__EXERCISE PROMPT__.
What is needed here is a verbatim copy of the records that follow.

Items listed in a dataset
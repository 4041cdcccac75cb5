// SPDX-License-Identifier: Apache-2.0
//! The four `/v1/stats/*` aggregates. Each one fetches its window slices
//! concurrently, buckets by month, and serves through the ETag cache.

use super::handlers::{cacheable_json, note_query_elapsed, store_failure};
use crate::AppState;
use axum::extract::{Query, State};
use axum::http::HeaderMap;
use axum::response::Response;
use baret_api::params::parse_stats_params;
use baret_core::{
    level_distribution, monthly_counts, ChartSeries, RiskLevel, StatusTally, MONTHLY_SERIES_COLOR,
};
use baret_model::{IncidentSeverity, IncidentStatus, ScheduleStatus};
use chrono::{DateTime, NaiveDate, Utc};
use serde_json::json;
use std::collections::BTreeMap;
use std::time::Instant;

fn monthly_chart(label: &str, dates: &[NaiveDate], now: DateTime<Utc>) -> ChartSeries {
    let series = monthly_counts(dates, now);
    ChartSeries::uniform(label, series.labels, series.counts, MONTHLY_SERIES_COLOR)
}

pub(crate) async fn incidents_stats_handler(
    State(state): State<AppState>,
    headers: HeaderMap,
    Query(query): Query<BTreeMap<String, String>>,
) -> Response {
    let started = Instant::now();
    let route = "/v1/stats/incidents";
    let window = parse_stats_params(&query).window;
    let now = Utc::now();
    let since = window.start(now);

    let fetch_started = Instant::now();
    let fetched = tokio::try_join!(
        state.store.incident_dates_since(since),
        state.store.incident_status_counts(since),
        state.store.incident_severity_counts(since),
    );
    let (dates, status_rows, severity_rows) = match fetched {
        Ok(values) => values,
        Err(err) => return store_failure(&state, route, started, &err).await,
    };
    note_query_elapsed(&state, route, fetch_started.elapsed());

    let status = StatusTally::<IncidentStatus>::from_grouped(&status_rows);
    let severity = StatusTally::<IncidentSeverity>::from_grouped(&severity_rows);
    let payload = json!({
        "window": window.as_token(),
        "monthly": monthly_chart("Olay Sayısı", &dates, now),
        "status": { "labels": status.labels(), "counts": status.counts() },
        "severity": { "labels": severity.labels(), "counts": severity.counts() },
    });
    cacheable_json(&state, route, started, &headers, payload).await
}

pub(crate) async fn risks_stats_handler(
    State(state): State<AppState>,
    headers: HeaderMap,
    Query(query): Query<BTreeMap<String, String>>,
) -> Response {
    let started = Instant::now();
    let route = "/v1/stats/risks";
    let window = parse_stats_params(&query).window;
    let now = Utc::now();
    let since = window.start(now);

    let fetch_started = Instant::now();
    let fetched = tokio::try_join!(
        state.store.assessment_dates_since(since),
        state.store.assessment_ratings(Some(since)),
    );
    let (dates, ratings) = match fetched {
        Ok(values) => values,
        Err(err) => return store_failure(&state, route, started, &err).await,
    };
    note_query_elapsed(&state, route, fetch_started.elapsed());

    let levels = level_distribution(&ratings);
    let payload = json!({
        "window": window.as_token(),
        "monthly": monthly_chart("Risk Değerlendirmesi", &dates, now),
        "levels": {
            "labels": RiskLevel::ALL.iter().map(|level| level.label()).collect::<Vec<_>>(),
            "counts": levels,
            "colors": RiskLevel::ALL.iter().map(|level| level.css_color()).collect::<Vec<_>>(),
        },
    });
    cacheable_json(&state, route, started, &headers, payload).await
}

pub(crate) async fn trainings_stats_handler(
    State(state): State<AppState>,
    headers: HeaderMap,
    Query(query): Query<BTreeMap<String, String>>,
) -> Response {
    let started = Instant::now();
    let route = "/v1/stats/trainings";
    let window = parse_stats_params(&query).window;
    let now = Utc::now();
    let since = window.start(now);

    let fetch_started = Instant::now();
    let fetched = tokio::try_join!(
        state.store.training_dates_since(since),
        state.store.training_status_counts(since),
    );
    let (dates, status_rows) = match fetched {
        Ok(values) => values,
        Err(err) => return store_failure(&state, route, started, &err).await,
    };
    note_query_elapsed(&state, route, fetch_started.elapsed());

    let status = StatusTally::<ScheduleStatus>::from_grouped(&status_rows);
    let payload = json!({
        "window": window.as_token(),
        "monthly": monthly_chart("Eğitim Sayısı", &dates, now),
        "status": { "labels": status.labels(), "counts": status.counts() },
        "completion_rate": completion_rate(&status),
    });
    cacheable_json(&state, route, started, &headers, payload).await
}

pub(crate) async fn audits_stats_handler(
    State(state): State<AppState>,
    headers: HeaderMap,
    Query(query): Query<BTreeMap<String, String>>,
) -> Response {
    let started = Instant::now();
    let route = "/v1/stats/audits";
    let window = parse_stats_params(&query).window;
    let now = Utc::now();
    let since = window.start(now);

    let fetch_started = Instant::now();
    let fetched = tokio::try_join!(
        state.store.audit_dates_since(since),
        state.store.audit_status_counts(since),
    );
    let (dates, status_rows) = match fetched {
        Ok(values) => values,
        Err(err) => return store_failure(&state, route, started, &err).await,
    };
    note_query_elapsed(&state, route, fetch_started.elapsed());

    let status = StatusTally::<ScheduleStatus>::from_grouped(&status_rows);
    let payload = json!({
        "window": window.as_token(),
        "monthly": monthly_chart("Denetim Sayısı", &dates, now),
        "status": { "labels": status.labels(), "counts": status.counts() },
    });
    cacheable_json(&state, route, started, &headers, payload).await
}

/// Completed share of all scheduled trainings in the window, one decimal,
/// zero when the window is empty.
fn completion_rate(status: &StatusTally<ScheduleStatus>) -> f64 {
    let total = status.total();
    if total == 0 {
        return 0.0;
    }
    let completed = status.get(ScheduleStatus::Completed);
    (completed as f64 / total as f64 * 1000.0).round() / 10.0
}

#[cfg(test)]
mod tests {
    use super::*;

    #[test]
    fn completion_rate_rounds_to_one_decimal() {
        let status = StatusTally::<ScheduleStatus>::from_grouped(&[
            ("COMPLETED".to_string(), 2),
            ("PLANNED".to_string(), 1),
        ]);
        assert!((completion_rate(&status) - 66.7).abs() < f64::EPSILON);
    }

    #[test]
    fn empty_window_reports_zero_completion() {
        let status = StatusTally::<ScheduleStatus>::zeroed();
        assert!((completion_rate(&status) - 0.0).abs() < f64::EPSILON);
    }
}
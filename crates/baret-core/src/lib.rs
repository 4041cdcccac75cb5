#![forbid(unsafe_code)]
//! Deterministic analytics core: scoring, windowing, bucketing, tallies,
//! calendar projection. No function in this crate reads the wall clock;
//! callers inject `now`.

use sha2::{Digest, Sha256};

mod buckets;
mod calendar;
mod chart;
mod scoring;
mod tally;
mod window;

pub use buckets::{month_label, monthly_counts, MonthlySeries, TURKISH_MONTHS};
pub use calendar::{merge_events, CalendarEvent, EventKind};
pub use chart::{ChartDataset, ChartSeries, MONTHLY_SERIES_COLOR};
pub use scoring::{
    level_distribution, risk_matrix, risk_score, MatrixCell, RiskLevel, DEFAULT_RATING,
};
pub use tally::StatusTally;
pub use window::StatsWindow;

pub const CRATE_NAME: &str = "baret-core";

#[must_use]
pub fn sha256_hex(bytes: &[u8]) -> String {
    let mut hasher = Sha256::new();
    hasher.update(bytes);
    format!("{:x}", hasher.finalize())
}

__ANSWER SECTION__.
repository 4041cdcccac75cb5
// SPDX-License-Identifier: Apache-2.0
//! The four `/v1/stats/*` aggregates. Each one fetches its window slices
//! concurrently, buckets by month, and serves through the ETag cache.

use super::handlers::{cacheable_json, note_query_elapsed, store_failure};
use crate::AppState;
use axum::extract::{Query, State};
use axum::http::HeaderMap;
use axum::response::Response;
use baret_api::params::parse_stats_params;
use baret_core::{
    level_distribution, monthly_counts, ChartSeries, RiskLevel, StatusTally, MONTHLY_SERIES_COLOR,
};
use baret_model::{IncidentSeverity, IncidentStatus, ScheduleStatus};
use chrono::{DateTime, NaiveDate, Utc};
use serde_json::json;
use std::collections::BTreeMap;
use std::time::Instant;

fn monthly_chart(label: &str, dates: &[NaiveDate], now: DateTime<Utc>) -> ChartSeries {
    let series = monthly_counts(dates, now);
    ChartSeries::uniform(label, series.labels, series.counts, MONTHLY_SERIES_COLOR)
}

pub(crate) async fn incidents_stats_handler(
    State(state): State<AppState>,
    headers: HeaderMap,
    Query(query): Query<BTreeMap<String, String>>,
) -> Response {
    let started = Instant::now();
    let route = "/v1/stats/incidents";
    let window = parse_stats_params(&query).window;
    let now = Utc::now();
    let since = window.start(now);

    let fetch_started = Instant::now();
    let fetched = tokio::try_join!(
        state.store.incident_dates_since(since),
        state.store.incident_status_counts(since),
        state.store.incident_severity_counts(since),
    );
    let (dates, status_rows, severity_rows) = match fetched {
        Ok(values) => values,
        Err(err) => return store_failure(&state, route, started, &err).await,
    };
    note_query_elapsed(&state, route, fetch_started.elapsed());

    let status = StatusTally::<IncidentStatus>::from_grouped(&status_rows);
    let severity = StatusTally::<IncidentSeverity>::from_grouped(&severity_rows);
    let payload = json!({
        "window": window.as_token(),
        "monthly": monthly_chart("Olay Sayısı", &dates, now),
        "status": { "labels": status.labels(), "counts": status.counts() },
        "severity": { "labels": severity.labels(), "counts": severity.counts() },
    });
    cacheable_json(&state, route, started, &headers, payload).await
}

pub(crate) async fn risks_stats_handler(
    State(state): State<AppState>,
    headers: HeaderMap,
    Query(query): Query<BTreeMap<String, String>>,
) -> Response {
    let started = Instant::now();
    let route = "/v1/stats/risks";
    let window = parse_stats_params(&query).window;
    let now = Utc::now();
    let since = window.start(now);

    let fetch_started = Instant::now();
    let fetched = tokio::try_join!(
        state.store.assessment_dates_since(since),
        state.store.assessment_ratings(Some(since)),
    );
    let (dates, ratings) = match fetched {
        Ok(values) => values,
        Err(err) => return store_failure(&state, route, started, &err).await,
    };
    note_query_elapsed(&state, route, fetch_started.elapsed());

    let levels = level_distribution(&ratings);
    let payload = json!({
        "window": window.as_token(),
        "monthly": monthly_chart("Risk Değerlendirmesi", &dates, now),
        "levels": {
            "labels": RiskLevel::ALL.iter().map(|level| level.label()).collect::<Vec<_>>(),
            "counts": levels,
            "colors": RiskLevel::ALL.iter().map(|level| level.css_color()).collect::<Vec<_>>(),
        },
    });
    cacheable_json(&state, route, started, &headers, payload).await
}

pub(crate) async fn trainings_stats_handler(
    State(state): State<AppState>,
    headers: HeaderMap,
    Query(query): Query<BTreeMap<String, String>>,
) -> Response {
    let started = Instant::now();
    let route = "/v1/stats/trainings";
    let window = parse_stats_params(&query).window;
    let now = Utc::now();
    let since = window.start(now);

    let fetch_started = Instant::now();
    let fetched = tokio::try_join!(
        state.store.training_dates_since(since),
        state.store.training_status_counts(since),
    );
    let (dates, status_rows) = match fetched {
        Ok(values) => values,
        Err(err) => return store_failure(&state, route, started, &err).await,
    };
    note_query_elapsed(&state, route, fetch_started.elapsed());

    let status = StatusTally::<ScheduleStatus>::from_grouped(&status_rows);
    let payload = json!({
        "window": window.as_token(),
        "monthly": monthly_chart("Eğitim Sayısı", &dates, now),
        "status": { "labels": status.labels(), "counts": status.counts() },
        "completion_rate": completion_rate(&status),
    });
    cacheable_json(&state, route, started, &headers, payload).await
}

pub(crate) async fn audits_stats_handler(
    State(state): State<AppState>,
    headers: HeaderMap,
    Query(query): Query<BTreeMap<String, String>>,
) -> Response {
    let started = Instant::now();
    let route = "/v1/stats/audits";
    let window = parse_stats_params(&query).window;
    let now = Utc::now();
    let since = window.start(now);

    let fetch_started = Instant::now();
    let fetched = tokio::try_join!(
        state.store.audit_dates_since(since),
        state.store.audit_status_counts(since),
    );
    let (dates, status_rows) = match fetched {
        Ok(values) => values,
        Err(err) => return store_failure(&state, route, started, &err).await,
    };
    note_query_elapsed(&state, route, fetch_started.elapsed());

    let status = StatusTally::<ScheduleStatus>::from_grouped(&status_rows);
    let payload = json!({
        "window": window.as_token(),
        "monthly": monthly_chart("Denetim Sayısı", &dates, now),
        "status": { "labels": status.labels(), "counts": status.counts() },
    });
    cacheable_json(&state, route, started, &headers, payload).await
}

/// Completed share of all scheduled trainings in the window, one decimal,
/// zero when the window is empty.
fn completion_rate(status: &StatusTally<ScheduleStatus>) -> f64 {
    let total = status.total();
    if total == 0 {
        return 0.0;
    }
    let completed = status.get(ScheduleStatus::Completed);
    (completed as f64 / total as f64 * 1000.0).round() / 10.0
}

#[cfg(test)]
mod tests {
    use super::*;

    #[test]
    fn completion_rate_rounds_to_one_decimal() {
        let status = StatusTally::<ScheduleStatus>::from_grouped(&[
            ("COMPLETED".to_string(), 2),
            ("PLANNED".to_string(), 1),
        ]);
        assert!((completion_rate(&status) - 66.7).abs() < f64::EPSILON);
    }

    #[test]
    fn empty_window_reports_zero_completion() {
        let status = StatusTally::<ScheduleStatus>::zeroed();
        assert!((completion_rate(&status) - 0.0).abs() < f64::EPSILON);
    }
}
filename crates/baret-core/src/lib.rs
repository 4041cdcccac75cb5
#![forbid(unsafe_code)]
//! Deterministic analytics core: scoring, windowing, bucketing, tallies,
//! calendar projection. No function in this crate reads the wall clock;
//! callers inject `now`.

use sha2::{Digest, Sha256};

mod buckets;
mod calendar;
mod chart;
mod scoring;
mod tally;
mod window;

pub use buckets::{month_label, monthly_counts, MonthlySeries, TURKISH_MONTHS};
pub use calendar::{merge_events, CalendarEvent, EventKind};
pub use chart::{ChartDataset, ChartSeries, MONTHLY_SERIES_COLOR};
pub use scoring::{
    level_distribution, risk_matrix, risk_score, MatrixCell, RiskLevel, DEFAULT_RATING,
};
pub use tally::StatusTally;
pub use window::StatsWindow;

pub const CRATE_NAME: &str = "baret-core";

#[must_use]
pub fn sha256_hex(bytes: &[u8]) -> String {
    let mut hasher = Sha256::new();
    hasher.update(bytes);
    format!("{:x}", hasher.finalize())
}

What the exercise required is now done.